Connection to the Milan-Venice high-speed railway (Milan-Verona section) entered operation on 11 December 2016. Construction of the section between Brescia and Verona is still underway. Upon completing the entire section, however, some trains might bypass Brescia to run non-stop between Milan and Verona.

The station is currently managed by Rete Ferroviaria Italiana (RFI). The commercial area of the passenger building, however, is managed by Centostazioni. These companies are full subsidiaries of Ferrovie dello Stato (FS), Italy's state-owned rail company. Train services are operated by Trenitalia, Trenord and NTV-Italo.

Location
Brescia railway station is situated at Viale della Stazione, the south-western edge of the city centre.

History
Designed by the engineer Benedetto Foix, Brescia station was opened on 24 April 1854 upon the inauguration of the Milan–Venice Railway. The passenger building is constructed in a neoclassical style and influenced by neo-Roman elements and medieval style fortifications.

Train lines
The station has eleven tracks, three of those are bay platforms located at the western end (). The bay platforms are exclusively used for trains operating on the Valcamonica Railway (Brescia–Iseo–Edolo railway). Additional tracks are dedicated to goods trains to and from Brescia Scalo or used for storage of rolling stock.

The station is used by 60,000 passengers per day and about 20 million passengers per year.

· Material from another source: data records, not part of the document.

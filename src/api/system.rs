use axum::response::Html;

pub const LANDING_PAGE: &str = "<h1>Incident Admin API</h1>";

pub async fn index() -> Html<&'static str> {
    Html(LANDING_PAGE)
}
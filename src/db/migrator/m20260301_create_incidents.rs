use crate::models::{IncidentLevel, IncidentStatus, IncidentType};
use sea_orm_migration::prelude::*;

#[derive(DeriveMigrationName)]
pub struct Migration;

#[async_trait::async_trait]
impl MigrationTrait for Migration {
    async fn up(&self, manager: &SchemaManager) -> Result<(), DbErr> {
        manager
            .create_table(
                Table::create()
                    .table(Incidents::Table)
                    .if_not_exists()
                    .col(
                        ColumnDef::new(Incidents::Id)
                            .integer()
                            .not_null()
                            .auto_increment()
                            .primary_key(),
                    )
                    .col(
                        ColumnDef::new(Incidents::Status)
                            .string_len(50)
                            .not_null()
                            .check(
                                Expr::col(Incidents::Status)
                                    .is_in(IncidentStatus::ALL.map(|v| v.as_str())),
                            ),
                    )
                    .col(
                        ColumnDef::new(Incidents::IncidentType)
                            .string_len(50)
                            .null()
                            .check(
                                Expr::col(Incidents::IncidentType)
                                    .is_in(IncidentType::ALL.map(|v| v.as_str())),
                            ),
                    )
                    .col(
                        ColumnDef::new(Incidents::Level)
                            .string_len(50)
                            .null()
                            .check(
                                Expr::col(Incidents::Level)
                                    .is_in(IncidentLevel::ALL.map(|v| v.as_str())),
                            ),
                    )
                    .col(ColumnDef::new(Incidents::Message).text().null())
                    .col(
                        ColumnDef::new(Incidents::CreatedAt)
                            .timestamp_with_time_zone()
                            .not_null()
                            .default(Expr::current_timestamp()),
                    )
                    .col(
                        ColumnDef::new(Incidents::UpdatedAt)
                            .timestamp_with_time_zone()
                            .not_null()
                            .default(Expr::current_timestamp()),
                    )
                    .to_owned(),
            )
            .await?;

        // Status page reads always filter by status
        manager
            .create_index(
                Index::create()
                    .name("idx_incidents_status")
                    .table(Incidents::Table)
                    .col(Incidents::Status)
                    .if_not_exists()
                    .to_owned(),
            )
            .await
    }

    async fn down(&self, manager: &SchemaManager) -> Result<(), DbErr> {
        manager
            .drop_table(Table::drop().table(Incidents::Table).to_owned())
            .await
    }
}

#[derive(Iden)]
enum Incidents {
    Table,
    Id,
    Status,
    IncidentType,
    Level,
    Message,
    CreatedAt,
    UpdatedAt,
}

The following services call at this station:

Domestic (High-speed)
 High-speed train (Trenitalia Frecciarossa) Milan-Venice: Milan - Brescia - Peschiera del Garda - Verona - Vicenza - Padua - Venice
 High-speed train (Trenitalia Frecciarossa) Turin-Venice: Turin - Milan - Brescia - Peschiera del Garda - Verona - Vicenza - Padua - Venice
 High-speed train (Trenitalia Frecciabianca) Turin-Venice: Turin - Milan - Brescia - Peschiera del Garda - Verona - Vicenza - Padua - Venice
 High-speed train (Trenitalia Frecciargento) Brescia-Rome: Brescia - Verona - Bologna - Florence - Rome
 High-speed train (Trenitalia Frecciargento) Bergamo-Rome: Bergamo - Brescia - Verona - Bologna - Florence - Rome
 High-speed train (Italo NTV) Brescia-Naples: Brescia - Verona - Bologna - Florence - Rome - Naples

Domestic
 Regional train (Trenord Regional Express) Milan-Verona: Milan - Treviglio - Brescia - Desanzano del Garda - Peschiera del Garda - Verona
 Regional train (Trenord Regional) Brescia-Parma: Brescia - Ghedi - Asola - Piadena - Casalmaggiore - Parma
 Regional train (Trenord Regional) Brescia-Bergamo: Brescia - Rovato - Bergamo
 Regional train (Trenord Regional) Brescia-Edolo: Brescia - Iseo - Pisogne - Darfo Corno - Boario Terme - Breno - Capo di Ponte - Edolo
 Regional train (Trenord Regional) Brescia-Iseo: Brescia - Brescia Ospitaletto - Rovato - Iseo
 Regional train (Trenitalia Regional) Brescia-Cremona: Brescia - Manerbio - Verolanuova - Cremona
 Regional train (Trenitalia Regional) Bergamo-Pisa: Bergamo - Rovato - Brescia - Cremona - Fidenza - Pontremoli - Massa Centro - Pisa

Cross-border

(CH for Switzerland, A for Austria, D for Germany)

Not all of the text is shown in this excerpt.